Open MyCustomView.java and add this to your class:

private boolean status = false;
 
public void onFinishInflate() {
    super.onFinishInflate();
 
    this.setOnClickListener(new View.OnClickListener() {
        public void onClick(View v) {
            MyCustomView.this.onClick();
        }
    });
}
 
public void setStatus(boolean status) {
    this.status = status;
    setBackgroundColor( this.status ? Color.GREEN : Color.RED);
}
 
public void onClick() {
    WritableMap event = Arguments.createMap();
 
    event.putString("value1","react demo");
    event.putInt("value2",1);
 
    ReactContext reactContext = (ReactContext)getContext();
    reactContext.getJSModule(RCTEventEmitter.class).receiveEvent(getId(), "onClickEvent", event);
}

Observe how in onClick() we will send an event to Javascript but we still need the connections of the status prop and the onClickEvent to react-native.
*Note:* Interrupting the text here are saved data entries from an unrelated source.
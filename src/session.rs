//! Auth session: the single owner of token state and refresh coordination.
//!
//! [`AuthSession`] pairs the in-memory [`TokenHolder`] with the externally owned
//! [`AuthStore`], resolves the token for each outgoing request, and performs the
//! `POST /refresh-token` exchange. Clients receive the session explicitly (usually behind an
//! `Arc`) instead of reaching for process-wide state.
//!
//! Whether concurrent 401s share one refresh call is a [`RefreshPolicy`] decision. The default
//! lets every eligible request refresh independently, and the last refresh to complete wins.

mod metrics;

pub use metrics::RelayMetrics;

// std
use std::sync::atomic::{AtomicU64, Ordering};
// self
use crate::{
	_prelude::*,
	auth::{AccessToken, AuthStore, TokenHolder},
	config::RelayConfig,
	error::RefreshError,
	http::{HttpTransport, WireRequest},
	obs::{self, RefreshResolution, RelaySpan, RelayStage, StageOutcome},
};

/// How concurrent refresh attempts are coordinated.
#[derive(Clone, Copy, Debug, Default, PartialEq, Eq, Hash, Serialize, Deserialize)]
#[serde(rename_all = "snake_case")]
pub enum RefreshPolicy {
	/// Every eligible 401 issues its own refresh call.
	#[default]
	Independent,
	/// Refreshes serialize; a caller whose request predates a completed refresh reuses its token.
	Coalesced,
}
impl RefreshPolicy {
	/// Returns a stable label suitable for span or metric fields.
	pub const fn as_str(self) -> &'static str {
		match self {
			RefreshPolicy::Independent => "independent",
			RefreshPolicy::Coalesced => "coalesced",
		}
	}
}

/// Body returned by the refresh endpoint.
#[derive(Clone, Default, Deserialize)]
#[serde(rename_all = "camelCase")]
pub struct RefreshResponse {
	/// Newly minted access token.
	#[serde(default)]
	pub access_token: Option<String>,
}
impl RefreshResponse {
	/// Validates the body and extracts the token.
	pub fn into_token(self) -> Result<AccessToken, RefreshError> {
		let raw = self
			.access_token
			.filter(|value| !value.trim().is_empty())
			.ok_or(RefreshError::MissingAccessToken)?;

		AccessToken::new(raw).map_err(RefreshError::InvalidToken)
	}
}
impl Debug for RefreshResponse {
	fn fmt(&self, f: &mut Formatter) -> FmtResult {
		f.debug_struct("RefreshResponse")
			.field("access_token_set", &self.access_token.is_some())
			.finish()
	}
}

/// Token state and refresh coordinator shared by a relay client.
pub struct AuthSession {
	holder: TokenHolder,
	store: Arc<dyn AuthStore>,
	policy: RefreshPolicy,
	generation: AtomicU64,
	refresh_lock: AsyncMutex<()>,
	last_refreshed_at: Mutex<Option<OffsetDateTime>>,
	metrics: RelayMetrics,
}
impl AuthSession {
	/// Creates a session mirroring tokens into `store`.
	pub fn new(store: Arc<dyn AuthStore>, policy: RefreshPolicy) -> Self {
		Self {
			holder: TokenHolder::default(),
			store,
			policy,
			generation: AtomicU64::new(0),
			refresh_lock: AsyncMutex::new(()),
			last_refreshed_at: Mutex::new(None),
			metrics: RelayMetrics::default(),
		}
	}

	/// Installs a token obtained outside the relay (typically by login).
	pub fn set_access_token(&self, token: AccessToken) {
		self.install(token);
	}

	/// Returns the token for the next request: the in-memory holder first, then the store.
	pub fn current_token(&self) -> Option<AccessToken> {
		self.holder.get().or_else(|| self.store.access_token())
	}

	/// Borrows the in-memory token holder.
	pub fn holder(&self) -> &TokenHolder {
		&self.holder
	}

	/// Borrows the external auth store.
	pub fn store(&self) -> &Arc<dyn AuthStore> {
		&self.store
	}

	/// Returns the refresh coordination policy.
	pub fn policy(&self) -> RefreshPolicy {
		self.policy
	}

	/// Returns a counter that advances on every token installation.
	pub fn generation(&self) -> u64 {
		self.generation.load(Ordering::Acquire)
	}

	/// Returns the instant of the last successful refresh.
	pub fn last_refreshed_at(&self) -> Option<OffsetDateTime> {
		*self.last_refreshed_at.lock()
	}

	/// Borrows the session's refresh counters.
	pub fn metrics(&self) -> &RelayMetrics {
		&self.metrics
	}

	/// Exchanges the current credentials for a new access token.
	///
	/// `observed_generation` is the [`generation`](AuthSession::generation) captured when the
	/// failing request was dispatched. Under [`RefreshPolicy::Coalesced`] a newer generation
	/// means another caller already refreshed, so its token is returned without a second call.
	pub async fn refresh<T>(
		&self,
		transport: &T,
		config: &RelayConfig,
		observed_generation: u64,
	) -> Result<AccessToken, RefreshError>
	where
		T: ?Sized + HttpTransport,
	{
		const STAGE: RelayStage = RelayStage::Refresh;

		let span = RelaySpan::new(STAGE, "refresh");

		span.instrument(async {
			let _singleflight = match self.policy {
				RefreshPolicy::Independent => None,
				RefreshPolicy::Coalesced => Some(self.refresh_lock.lock().await),
			};

			if self.policy == RefreshPolicy::Coalesced
				&& self.generation() != observed_generation
				&& let Some(token) = self.holder.get()
			{
				self.metrics.record_refresh_coalesced();
				self.resolved(&span, RefreshResolution::Reused);
				span.note("reused token installed by a concurrent refresh");

				return Ok(token);
			}

			self.resolved(&span, RefreshResolution::Exchanged);
			self.exchange(transport, config, &span).await
		})
		.await
	}

	fn resolved(&self, span: &RelaySpan, resolution: RefreshResolution) {
		span.record_refresh(self.policy, resolution);
		obs::record_refresh_resolution(self.policy, resolution);
	}

	async fn exchange<T>(
		&self,
		transport: &T,
		config: &RelayConfig,
		span: &RelaySpan,
	) -> Result<AccessToken, RefreshError>
	where
		T: ?Sized + HttpTransport,
	{
		const STAGE: RelayStage = RelayStage::Refresh;

		obs::record_stage_outcome(STAGE, StageOutcome::Attempt);
		self.metrics.record_refresh_attempt();

		let result = async {
			let request = build_refresh_request(config)?;
			let response = transport.execute(request).await.map_err(RefreshError::Transport)?;

			if !response.is_success() {
				return Err(RefreshError::Status {
					status: response.status.as_u16(),
					body: response.text(),
				});
			}

			let mut deserializer = serde_json::Deserializer::from_slice(&response.body);
			let body: RefreshResponse = serde_path_to_error::deserialize(&mut deserializer)
				.map_err(|source| RefreshError::Parse { source })?;
			let token = body.into_token()?;

			self.install(token.clone());
			*self.last_refreshed_at.lock() = Some(OffsetDateTime::now_utc());
			span.note("installed refreshed access token");

			Ok::<_, RefreshError>(token)
		}
		.await;

		match &result {
			Ok(_) => {
				self.metrics.record_refresh_success();
				obs::record_stage_outcome(STAGE, StageOutcome::Success);
			},
			Err(_) => {
				self.metrics.record_refresh_failure();
				obs::record_stage_outcome(STAGE, StageOutcome::Failure);
			},
		}

		result
	}

	fn install(&self, token: AccessToken) {
		self.holder.set(token.clone());
		self.store.set_access_token(token);
		self.generation.fetch_add(1, Ordering::AcqRel);
	}
}
impl Debug for AuthSession {
	fn fmt(&self, f: &mut Formatter) -> FmtResult {
		f.debug_struct("AuthSession")
			.field("policy", &self.policy)
			.field("token_set", &self.holder.get().is_some())
			.field("generation", &self.generation())
			.finish()
	}
}

/// Builds the bare refresh request: default headers only, no bearer, no body.
fn build_refresh_request(config: &RelayConfig) -> Result<WireRequest, RefreshError> {
	let url = config.refresh_url().map_err(RefreshError::Config)?;
	let headers = config.header_map().map_err(RefreshError::Config)?;
	let mut request = ::http::Request::builder()
		.method(Method::POST)
		.uri(url.as_str())
		.body(Vec::new())
		.map_err(|err| RefreshError::Config(err.into()))?;

	*request.headers_mut() = headers;

	Ok(request)
}
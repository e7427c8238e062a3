use serde::{Deserialize, Serialize};

/// How the game was installed. `UNKNOWN` is used when the location was picked by hand.
#[derive(Serialize, Deserialize, Debug, Clone, Copy, PartialEq, Eq)]
#[allow(clippy::upper_case_acronyms)]
pub enum InstallType {
    STEAM,
    UNKNOWN,
}

/// Drives what the play button does.
#[derive(Serialize, Deserialize, Debug, Clone, Copy, PartialEq, Eq, Default)]
#[serde(rename_all = "SCREAMING_SNAKE_CASE")]
pub enum YaccState {
    #[default]
    GameNotFound,
    ReadyToPlay,
    Install,
    Installing,
    MustUpdate,
    Updating,
}

#[derive(Serialize, Deserialize, Debug, Clone, PartialEq, Eq)]
pub struct GameInstall {
    pub game_path: String,
    pub install_type: InstallType,
}

#[derive(Debug, Clone, PartialEq, Eq)]
pub struct YaccLauncherStore {
    pub developer_mode: bool,
    pub game_path: Option<String>,
    /// Only meaningful once `game_path` is set.
    pub install_type: Option<InstallType>,

    pub launcher_version: String,

    pub installed_yacc_version: String,
    pub yacc_state: YaccState,

    pub yacc_is_running: bool,

    /// `-1` until the backend reports statistics.
    pub player_count: i32,
    pub server_count: i32,
}

impl Default for YaccLauncherStore {
    fn default() -> Self {
        YaccLauncherStore {
            developer_mode: false,
            game_path: None,
            install_type: None,
            launcher_version: launcher_version(),
            installed_yacc_version: String::new(),
            yacc_state: YaccState::GameNotFound,
            yacc_is_running: false,
            player_count: -1,
            server_count: -1,
        }
    }
}

impl YaccLauncherStore {
    /// Descriptor handed to the backend. Falls back to an empty path and `UNKNOWN` when nothing was chosen yet.
    pub fn game_install(&self) -> GameInstall {
        GameInstall {
            game_path: self.game_path.clone().unwrap_or_default(),
            install_type: self.install_type.unwrap_or(InstallType::UNKNOWN),
        }
    }
}

pub fn launcher_version() -> String {
    let version = env!("CARGO_PKG_VERSION");
    if cfg!(debug_assertions) { format!("v{} (debug mode)", version) } else { format!("v{}", version) }
}
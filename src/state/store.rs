use std::{path::PathBuf, sync::Arc};

use futures::Stream;
use serde_json::Value;
use thiserror::Error;
use tokio::sync::{mpsc, watch};

use crate::{
    launcher::{
        backend::{Backend, BackendError, BackendEvent},
        dialogs::{DirectoryPicker, DirectorySelection, Notifier},
    },
    state::{
        machine::LaunchAction,
        persistent::{DEV_MODE_KEY, GAME_INSTALL_KEY, GameInstallEntry, PersistedSettings, SettingsStore},
        single_flight::{FlightGuard, SingleFlight},
        state::{GameInstall, InstallType, YaccLauncherStore, YaccState},
    },
};

const TOGGLE_DEV_MODE: &str = "toggle_dev_mode";
const UPDATE_GAME_PATH: &str = "update_game_path";
const LAUNCH_GAME: &str = "launch_game";

#[derive(Debug, Error)]
pub enum StoreError {
    #[error("{0} is already running")]
    Busy(&'static str),

    #[error(transparent)]
    Backend(#[from] BackendError),

    #[error("failed persisting settings: {0}")]
    Persistence(String),
}

/// Everything the store talks to.
#[derive(Clone)]
pub struct Collaborators {
    pub backend: Arc<dyn Backend>,
    pub settings: Arc<dyn SettingsStore>,
    pub picker: Arc<dyn DirectoryPicker>,
    pub notifier: Arc<dyn Notifier>,
    /// Where the directory picker starts.
    pub default_dir: PathBuf,
}

/// Reactive container around [YaccLauncherStore].
///
/// Every mutation replaces the published snapshot as a whole, subscribers see it through [LauncherStore::subscribe].
/// Each operation is single-flight: calling it again while it is still running returns [StoreError::Busy].
pub struct LauncherStore {
    state: watch::Sender<YaccLauncherStore>,
    collaborators: Collaborators,
    flights: SingleFlight,
}

impl LauncherStore {
    pub fn new(collaborators: Collaborators) -> Self {
        LauncherStore {
            state: watch::Sender::new(YaccLauncherStore::default()),
            collaborators,
            flights: SingleFlight::new(),
        }
    }

    pub fn snapshot(&self) -> YaccLauncherStore {
        self.state.borrow().clone()
    }

    /// Yields the current snapshot, then one per published change. Ends when the store is dropped.
    /// A slow subscriber only sees the latest of several quick changes.
    pub fn subscribe(&self) -> impl Stream<Item = YaccLauncherStore> + Send + 'static {
        let mut receiver = self.state.subscribe();
        receiver.mark_changed();

        futures::stream::unfold(receiver, |mut receiver| async move {
            receiver.changed().await.ok()?;
            let snapshot = receiver.borrow_and_update().clone();
            Some((snapshot, receiver))
        })
    }

    pub fn update(&self, mutate: impl FnOnce(&mut YaccLauncherStore)) {
        self.state.send_modify(mutate);
    }

    /// Restores whatever the settings file remembered from the last run.
    ///
    /// Without a remembered install the backend is asked to find one, which is then saved like a chosen path.
    /// A known install starts in [YaccState::ReadyToPlay] when YACC is already there, otherwise in [YaccState::Install].
    pub async fn hydrate(&self) -> Result<(), StoreError> {
        let persisted = PersistedSettings::read(self.collaborators.settings.as_ref());
        tracing::info!("Restored launcher settings: {:?}", persisted);

        let game_install = match persisted.game_install {
            Some(install) => Some(install),
            None => self.detect_game_install().await?,
        };

        let yacc_state = match &game_install {
            Some(install) => match self.collaborators.backend.is_yacc_installed(&install.game_path).await {
                Ok(true) => YaccState::ReadyToPlay,
                Ok(false) => YaccState::Install,
                Err(e) => {
                    tracing::warn!("Couldn't check for YACC in {}: {}", install.game_path, e);
                    YaccState::Install
                }
            },
            None => YaccState::GameNotFound,
        };

        self.update(|state| {
            if let Some(developer_mode) = persisted.developer_mode {
                state.developer_mode = developer_mode;
            }
            if let Some(install) = &game_install {
                state.game_path = Some(install.game_path.clone());
                state.install_type = Some(install.install_type);
            }
            state.yacc_state = yacc_state;
        });

        tracing::info!("Starting in {:?}", yacc_state);
        Ok(())
    }

    async fn detect_game_install(&self) -> Result<Option<GameInstall>, StoreError> {
        let install = match self.collaborators.backend.find_game_install_location().await {
            Ok(install) => install,
            Err(e) => {
                tracing::info!("{}", e);
                return Ok(None);
            }
        };

        tracing::info!("Found COD4 install at {}", install.game_path);
        self.persist_game_install(install.clone()).await?;
        Ok(Some(install))
    }

    pub async fn toggle_dev_mode(&self) -> Result<(), StoreError> {
        let _flight = self.begin(TOGGLE_DEV_MODE)?;

        let mut developer_mode = false;
        self.update(|state| {
            state.developer_mode = !state.developer_mode;
            developer_mode = state.developer_mode;
        });
        tracing::info!("Developer mode {}", if developer_mode { "enabled" } else { "disabled" });

        self.persist(DEV_MODE_KEY, Value::Bool(developer_mode)).await
    }

    pub async fn update_game_path(&self) -> Result<(), StoreError> {
        let _flight = self.begin(UPDATE_GAME_PATH)?;
        let collaborators = &self.collaborators;

        let selected = match collaborators.picker.pick_directory(&collaborators.default_dir).await {
            DirectorySelection::Single(path) => path.to_string_lossy().into_owned(),
            DirectorySelection::Multiple(paths) => {
                tracing::warn!("{} directories selected, expected one", paths.len());
                collaborators.notifier.alert("Please only select a single directory").await;
                return Ok(());
            }
            DirectorySelection::Cancelled => {
                tracing::debug!("Directory selection cancelled");
                return Ok(());
            }
        };

        if !collaborators.backend.verify_install_location(&selected).await? {
            tracing::error!("Not a valid COD4 install location: {}", selected);
            return Ok(());
        }

        self.update(|state| {
            state.game_path = Some(selected.clone());
            state.install_type = Some(InstallType::STEAM);
            state.yacc_state = YaccState::ReadyToPlay;
        });

        self.persist_game_install(GameInstall { game_path: selected.clone(), install_type: InstallType::STEAM }).await?;

        tracing::info!("Game path set to {}", selected);
        Ok(())
    }

    /// Installs, updates or launches depending on the current [YaccState].
    /// With `bypass_checks` the game is launched no matter the state.
    ///
    /// Backend failures are reported to the user, not returned. Installing/updating states are never
    /// rolled back or advanced here.
    pub async fn launch_game(&self, bypass_checks: bool) -> Result<(), StoreError> {
        let _flight = self.begin(LAUNCH_GAME)?;
        let backend = &self.collaborators.backend;
        let current = self.snapshot();
        let game_install = current.game_install();

        if bypass_checks {
            match backend.launch_yacc(&game_install, true).await {
                Ok(message) => tracing::info!("Launched with bypassed checks: {}", message),
                Err(e) => self.report(&e, true).await,
            }
            return Ok(());
        }

        let action = LaunchAction::for_state(current.yacc_state);
        match action {
            LaunchAction::Install | LaunchAction::Update => {
                let install = backend.install_yacc_caller(&game_install.game_path);
                if let Some(pending) = action.pending_state() {
                    self.update(|state| state.yacc_state = pending);
                }

                match install.await {
                    Ok(message) => tracing::info!("{}", message),
                    Err(e) => self.report(&e, true).await,
                }
            }
            LaunchAction::Launch => match backend.launch_yacc(&game_install, false).await {
                Ok(message) => tracing::info!("{}", message),
                Err(e) => self.report(&e, false).await,
            },
            LaunchAction::Nothing => match current.yacc_state {
                YaccState::GameNotFound => tracing::info!("Game not found!"),
                state => tracing::info!("Nothing to launch while {:?}", state),
            },
        }

        Ok(())
    }

    pub fn apply_backend_event(&self, event: BackendEvent) {
        match event {
            BackendEvent::Ping => tracing::trace!("Backend ping"),
            BackendEvent::YaccRunning(running) => {
                self.state.send_if_modified(|state| {
                    let changed = state.yacc_is_running != running;
                    state.yacc_is_running = running;
                    changed
                });
            }
        }
    }

    /// Applies backend events until every sender is gone.
    pub async fn pump_backend_events(&self, mut events: mpsc::UnboundedReceiver<BackendEvent>) {
        while let Some(event) = events.recv().await {
            self.apply_backend_event(event);
        }
        tracing::debug!("Backend event channel closed");
    }

    fn begin(&self, operation: &'static str) -> Result<FlightGuard, StoreError> {
        self.flights.try_begin(operation).ok_or_else(|| {
            tracing::warn!("Ignoring {}: already running", operation);
            StoreError::Busy(operation)
        })
    }

    async fn persist(&self, key: &str, value: Value) -> Result<(), StoreError> {
        let settings = &self.collaborators.settings;

        settings.set(key, value).await.map_err(|e| StoreError::Persistence(format!("{e:#}")))?;
        settings.save().await.map_err(|e| StoreError::Persistence(format!("{e:#}")))?;

        Ok(())
    }

    async fn persist_game_install(&self, install: GameInstall) -> Result<(), StoreError> {
        let entry = serde_json::to_value(GameInstallEntry { value: install })
            .map_err(|e| StoreError::Persistence(e.to_string()))?;
        self.persist(GAME_INSTALL_KEY, entry).await
    }

    async fn report(&self, error: &BackendError, alert: bool) {
        tracing::error!("{}", error);
        if alert {
            self.collaborators.notifier.alert(&error.to_string()).await;
        }
    }
}
use std::{
    collections::BTreeMap,
    path::{Path, PathBuf},
    sync::Mutex,
};

use async_trait::async_trait;
use serde::{Deserialize, Serialize};
use serde_json::Value;
use tokio::fs;

use crate::state::state::GameInstall;

pub const DEV_MODE_KEY: &str = "dev_mode";
pub const GAME_INSTALL_KEY: &str = "game-install";

/// Key-value settings that survive restarts.
/// Writes stay in memory until [SettingsStore::save] flushes them to disk.
#[async_trait]
pub trait SettingsStore: Send + Sync {
    async fn set(&self, key: &str, value: Value) -> anyhow::Result<()>;
    async fn save(&self) -> anyhow::Result<()>;
    fn get(&self, key: &str) -> Option<Value>;
}

/// The `game-install` entry is stored wrapped in a `value` field.
#[derive(Serialize, Deserialize, Debug, Clone, PartialEq, Eq)]
pub struct GameInstallEntry {
    pub value: GameInstall,
}

pub struct JsonFileStore {
    path: PathBuf,
    entries: Mutex<BTreeMap<String, Value>>,
}

impl JsonFileStore {
    /// Missing or unreadable files load as an empty store.
    pub fn load(path: impl Into<PathBuf>) -> Self {
        let path = path.into();
        let entries = std::fs::read_to_string(&path)
            .ok()
            .and_then(|contents| serde_json::from_str(&contents).ok())
            .unwrap_or_default();

        JsonFileStore { path, entries: Mutex::new(entries) }
    }

    pub fn path(&self) -> &Path {
        &self.path
    }

    fn entries(&self) -> std::sync::MutexGuard<'_, BTreeMap<String, Value>> {
        self.entries.lock().unwrap_or_else(|poisoned| poisoned.into_inner())
    }
}

#[async_trait]
impl SettingsStore for JsonFileStore {
    async fn set(&self, key: &str, value: Value) -> anyhow::Result<()> {
        self.entries().insert(key.to_string(), value);
        Ok(())
    }

    async fn save(&self) -> anyhow::Result<()> {
        let to_save = serde_json::to_string_pretty(&*self.entries())?;

        if let Some(parent) = self.path.parent() {
            fs::create_dir_all(parent).await?;
        }
        fs::write(&self.path, to_save).await?;

        Ok(())
    }

    fn get(&self, key: &str) -> Option<Value> {
        self.entries().get(key).cloned()
    }
}

/// What the settings file remembers between runs.
#[derive(Debug, Clone, Default, PartialEq, Eq)]
pub struct PersistedSettings {
    pub developer_mode: Option<bool>,
    pub game_install: Option<GameInstall>,
}

impl PersistedSettings {
    pub fn read(store: &dyn SettingsStore) -> Self {
        let developer_mode = store.get(DEV_MODE_KEY).and_then(|value| match value.as_bool() {
            Some(flag) => Some(flag),
            None => {
                tracing::warn!("Ignoring malformed {} entry: {}", DEV_MODE_KEY, value);
                None
            }
        });

        let game_install = store.get(GAME_INSTALL_KEY).and_then(|value| {
            match serde_json::from_value::<GameInstallEntry>(value) {
                Ok(entry) => Some(entry.value),
                Err(e) => {
                    tracing::warn!("Ignoring malformed {} entry: {}", GAME_INSTALL_KEY, e);
                    None
                }
            }
        });

        PersistedSettings { developer_mode, game_install }
    }
}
In order to do this, open the MyCustomViewManager.java and paste the following:

@ReactProp(name = "status")
public void setStatus(MyCustomView view, Boolean status) {
    view.setStatus(status);
}
 
public Map getExportedCustomBubblingEventTypeConstants() {
    String eventName = "onClickEvent";
    String propName = "onClick";
    Map onClickHandler = MapBuilder.of("phasedRegistrationNames",MapBuilder.of("bubbled", propName));
 
    Builder events = MapBuilder.builder();
    events.put(eventName, onClickHandler);
    return events.build();
}

 
javascript_logo.png
 

Defining our custom view in Javascript

Let's create a simple wrapper for our custom view:

// MyCustomView.js
 
import React from 'react';
import { requireNativeComponent } from 'react-native';
 
const RCTCustomView = requireNativeComponent('RCTMyCustomView', MyCustomView, {});
 
export default class MyCustomView extends React.PureComponent {
  _onClick = (event) => {
    if (!this.props.onClick) {
      return;
    }
 
    // process raw event...
    this.props.onClick(event.nativeEvent);
  }
 
  render() {
    return <RCTCustomView {...this.props} onClick={this._onClick}/>
  }
}

Using our custom view

To use it you can do the following:

// App.js
 
...
import MyCustomView from './MyCustomView.js';
 
export default class App extends Component {
  state = {
    status: false
  }
 
  onClick = (event: Object) => {
    alert("Received params: " + JSON.stringify(event))
 
    this.setState({status: !this.state.status})
  }
 
  render() {
    return (
      <View style={styles.container}>
        <MyCustomView 
          status={this.state.status}
          onClick={this.onClick}
          style={{ width: 100, height: 100 }} 
        />
      </View>
    );
  }
}
 
const styles = StyleSheet.create({
  container: {
    flex: 1,
    justifyContent: 'center',
    alignItems: 'center',
    backgroundColor: '#F5FCFF',
  }
 
});

How this works:

In Javascript we map the native views RCTMyCustomView into our MyCustomView component using the requireNativeComponent function. It receives two props: a simple boolean value called status and a function called onClick. The two props are defined in iOS and Android respectively.

Once the onClick event is triggered natively it will call the mapped prop to switch the status props coming into the MyCustomView.